Data records START
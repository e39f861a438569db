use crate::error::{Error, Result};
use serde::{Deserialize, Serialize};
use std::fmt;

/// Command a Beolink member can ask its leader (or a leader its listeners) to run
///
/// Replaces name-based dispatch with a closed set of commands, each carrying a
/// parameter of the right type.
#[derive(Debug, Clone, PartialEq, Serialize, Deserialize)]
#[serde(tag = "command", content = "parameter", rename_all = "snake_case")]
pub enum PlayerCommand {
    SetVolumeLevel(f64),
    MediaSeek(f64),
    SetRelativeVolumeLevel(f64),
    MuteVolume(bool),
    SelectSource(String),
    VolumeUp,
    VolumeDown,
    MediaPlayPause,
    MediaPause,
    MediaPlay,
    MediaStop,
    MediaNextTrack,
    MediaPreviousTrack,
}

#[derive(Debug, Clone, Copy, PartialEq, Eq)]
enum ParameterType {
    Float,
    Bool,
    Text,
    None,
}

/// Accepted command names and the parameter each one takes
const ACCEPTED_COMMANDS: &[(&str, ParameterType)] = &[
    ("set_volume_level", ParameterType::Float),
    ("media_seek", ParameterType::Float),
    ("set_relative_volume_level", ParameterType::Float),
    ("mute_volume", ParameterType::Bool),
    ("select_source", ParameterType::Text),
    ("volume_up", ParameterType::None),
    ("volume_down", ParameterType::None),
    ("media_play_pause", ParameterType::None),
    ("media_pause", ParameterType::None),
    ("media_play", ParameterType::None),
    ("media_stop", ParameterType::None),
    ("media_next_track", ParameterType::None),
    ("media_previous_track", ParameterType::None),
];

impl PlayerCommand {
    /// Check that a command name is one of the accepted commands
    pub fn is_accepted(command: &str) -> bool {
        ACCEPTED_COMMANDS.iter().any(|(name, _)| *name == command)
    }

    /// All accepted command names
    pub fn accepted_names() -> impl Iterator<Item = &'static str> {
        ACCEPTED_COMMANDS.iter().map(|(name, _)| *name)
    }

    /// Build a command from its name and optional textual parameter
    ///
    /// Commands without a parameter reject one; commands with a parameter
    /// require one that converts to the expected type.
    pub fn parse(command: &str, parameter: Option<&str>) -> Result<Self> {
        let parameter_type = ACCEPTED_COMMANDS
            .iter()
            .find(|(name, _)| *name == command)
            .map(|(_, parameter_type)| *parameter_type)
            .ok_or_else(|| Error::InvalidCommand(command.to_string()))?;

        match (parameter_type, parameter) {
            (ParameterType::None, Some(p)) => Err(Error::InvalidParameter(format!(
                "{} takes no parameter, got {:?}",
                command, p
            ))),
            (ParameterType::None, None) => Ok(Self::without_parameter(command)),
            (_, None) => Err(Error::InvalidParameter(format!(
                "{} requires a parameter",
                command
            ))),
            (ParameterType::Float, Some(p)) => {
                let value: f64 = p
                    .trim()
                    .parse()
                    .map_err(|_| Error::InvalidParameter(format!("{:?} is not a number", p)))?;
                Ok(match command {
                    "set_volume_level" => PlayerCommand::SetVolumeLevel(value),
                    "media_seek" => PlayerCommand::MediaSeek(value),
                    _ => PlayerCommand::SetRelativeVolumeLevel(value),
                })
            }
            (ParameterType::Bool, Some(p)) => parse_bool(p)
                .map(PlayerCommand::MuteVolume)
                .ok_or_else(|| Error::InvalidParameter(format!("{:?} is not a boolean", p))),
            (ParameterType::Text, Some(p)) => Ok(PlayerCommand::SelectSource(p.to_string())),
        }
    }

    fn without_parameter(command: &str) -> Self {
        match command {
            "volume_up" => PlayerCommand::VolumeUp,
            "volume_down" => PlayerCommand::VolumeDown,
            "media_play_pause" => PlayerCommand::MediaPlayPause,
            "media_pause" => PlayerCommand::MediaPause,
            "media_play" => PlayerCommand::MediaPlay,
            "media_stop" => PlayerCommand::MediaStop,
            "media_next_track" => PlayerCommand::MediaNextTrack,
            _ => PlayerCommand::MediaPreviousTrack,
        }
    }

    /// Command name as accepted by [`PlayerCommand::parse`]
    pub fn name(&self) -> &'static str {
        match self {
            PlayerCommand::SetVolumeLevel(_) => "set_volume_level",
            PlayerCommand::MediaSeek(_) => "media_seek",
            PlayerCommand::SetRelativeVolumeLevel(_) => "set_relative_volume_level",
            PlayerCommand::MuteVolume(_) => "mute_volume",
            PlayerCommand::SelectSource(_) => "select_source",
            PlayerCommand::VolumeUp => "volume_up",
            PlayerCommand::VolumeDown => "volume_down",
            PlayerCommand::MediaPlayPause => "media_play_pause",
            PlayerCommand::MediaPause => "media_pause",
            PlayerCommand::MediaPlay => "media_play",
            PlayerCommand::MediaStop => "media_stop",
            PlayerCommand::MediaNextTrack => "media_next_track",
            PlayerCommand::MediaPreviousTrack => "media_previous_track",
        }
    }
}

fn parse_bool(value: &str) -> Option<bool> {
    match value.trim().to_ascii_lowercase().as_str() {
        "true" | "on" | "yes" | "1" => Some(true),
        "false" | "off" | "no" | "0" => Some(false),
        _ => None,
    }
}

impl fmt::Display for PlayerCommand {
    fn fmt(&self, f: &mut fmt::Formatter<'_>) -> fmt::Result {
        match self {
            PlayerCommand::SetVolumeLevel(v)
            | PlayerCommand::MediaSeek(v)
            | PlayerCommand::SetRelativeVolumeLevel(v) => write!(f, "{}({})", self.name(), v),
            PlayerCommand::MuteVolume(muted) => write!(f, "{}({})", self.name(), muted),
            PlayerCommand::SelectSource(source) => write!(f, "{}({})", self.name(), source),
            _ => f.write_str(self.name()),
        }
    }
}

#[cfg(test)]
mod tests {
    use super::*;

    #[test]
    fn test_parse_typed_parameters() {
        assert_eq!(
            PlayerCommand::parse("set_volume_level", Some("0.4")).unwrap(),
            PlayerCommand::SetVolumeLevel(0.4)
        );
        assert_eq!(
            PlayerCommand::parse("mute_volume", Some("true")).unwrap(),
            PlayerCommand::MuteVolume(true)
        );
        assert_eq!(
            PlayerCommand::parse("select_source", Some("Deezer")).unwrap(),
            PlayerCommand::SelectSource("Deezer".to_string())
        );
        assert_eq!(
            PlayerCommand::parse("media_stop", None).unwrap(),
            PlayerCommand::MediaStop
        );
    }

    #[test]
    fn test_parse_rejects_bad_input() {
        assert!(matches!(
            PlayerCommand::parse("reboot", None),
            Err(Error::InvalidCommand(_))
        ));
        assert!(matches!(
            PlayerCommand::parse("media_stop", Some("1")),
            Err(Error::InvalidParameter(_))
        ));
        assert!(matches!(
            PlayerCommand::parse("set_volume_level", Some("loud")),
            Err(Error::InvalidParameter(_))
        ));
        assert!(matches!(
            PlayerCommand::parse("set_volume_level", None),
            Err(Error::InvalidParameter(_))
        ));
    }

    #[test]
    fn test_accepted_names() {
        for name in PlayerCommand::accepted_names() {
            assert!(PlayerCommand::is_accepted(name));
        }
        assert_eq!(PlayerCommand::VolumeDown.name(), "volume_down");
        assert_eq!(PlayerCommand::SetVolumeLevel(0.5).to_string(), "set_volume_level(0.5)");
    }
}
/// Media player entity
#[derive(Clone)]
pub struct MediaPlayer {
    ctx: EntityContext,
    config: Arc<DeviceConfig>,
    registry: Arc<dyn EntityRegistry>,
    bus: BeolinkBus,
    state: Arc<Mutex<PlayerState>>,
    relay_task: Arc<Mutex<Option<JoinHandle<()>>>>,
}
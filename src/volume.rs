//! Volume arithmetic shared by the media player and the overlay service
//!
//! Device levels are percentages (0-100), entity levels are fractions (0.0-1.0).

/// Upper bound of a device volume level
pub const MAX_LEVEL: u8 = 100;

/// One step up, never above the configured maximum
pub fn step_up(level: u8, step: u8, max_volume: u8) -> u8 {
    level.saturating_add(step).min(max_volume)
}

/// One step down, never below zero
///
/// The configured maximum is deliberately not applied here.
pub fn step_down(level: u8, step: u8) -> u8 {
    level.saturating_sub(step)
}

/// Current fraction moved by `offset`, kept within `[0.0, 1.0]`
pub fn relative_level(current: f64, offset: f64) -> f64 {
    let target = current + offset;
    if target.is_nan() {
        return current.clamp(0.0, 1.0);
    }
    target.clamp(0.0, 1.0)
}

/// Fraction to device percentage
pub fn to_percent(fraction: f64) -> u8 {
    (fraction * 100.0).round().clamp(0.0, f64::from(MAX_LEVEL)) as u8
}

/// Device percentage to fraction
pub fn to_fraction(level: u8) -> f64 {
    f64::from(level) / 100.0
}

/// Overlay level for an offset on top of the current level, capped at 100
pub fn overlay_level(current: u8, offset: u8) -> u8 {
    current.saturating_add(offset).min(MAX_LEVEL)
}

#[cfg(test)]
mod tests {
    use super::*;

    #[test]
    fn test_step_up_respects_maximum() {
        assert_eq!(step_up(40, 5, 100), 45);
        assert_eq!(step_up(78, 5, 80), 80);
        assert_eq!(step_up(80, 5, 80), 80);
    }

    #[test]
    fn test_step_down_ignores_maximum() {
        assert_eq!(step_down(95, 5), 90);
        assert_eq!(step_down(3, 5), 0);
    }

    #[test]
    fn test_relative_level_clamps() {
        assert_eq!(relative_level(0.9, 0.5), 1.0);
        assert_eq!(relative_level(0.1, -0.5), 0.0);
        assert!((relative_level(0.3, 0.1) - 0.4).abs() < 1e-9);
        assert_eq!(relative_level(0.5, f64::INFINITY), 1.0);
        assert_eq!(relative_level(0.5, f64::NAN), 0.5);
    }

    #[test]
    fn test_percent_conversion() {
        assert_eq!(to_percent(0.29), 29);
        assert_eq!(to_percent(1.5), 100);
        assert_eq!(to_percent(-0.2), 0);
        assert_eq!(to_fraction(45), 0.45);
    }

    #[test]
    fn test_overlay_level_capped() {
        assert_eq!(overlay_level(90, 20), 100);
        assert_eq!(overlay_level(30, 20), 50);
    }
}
Data records END
### What the task asks
Looking over the records, find each line with the word "that" and copy it.

### Result of the exercise
    /// Check that a command name is one of the accepted commands
    /// require one that converts to the expected type.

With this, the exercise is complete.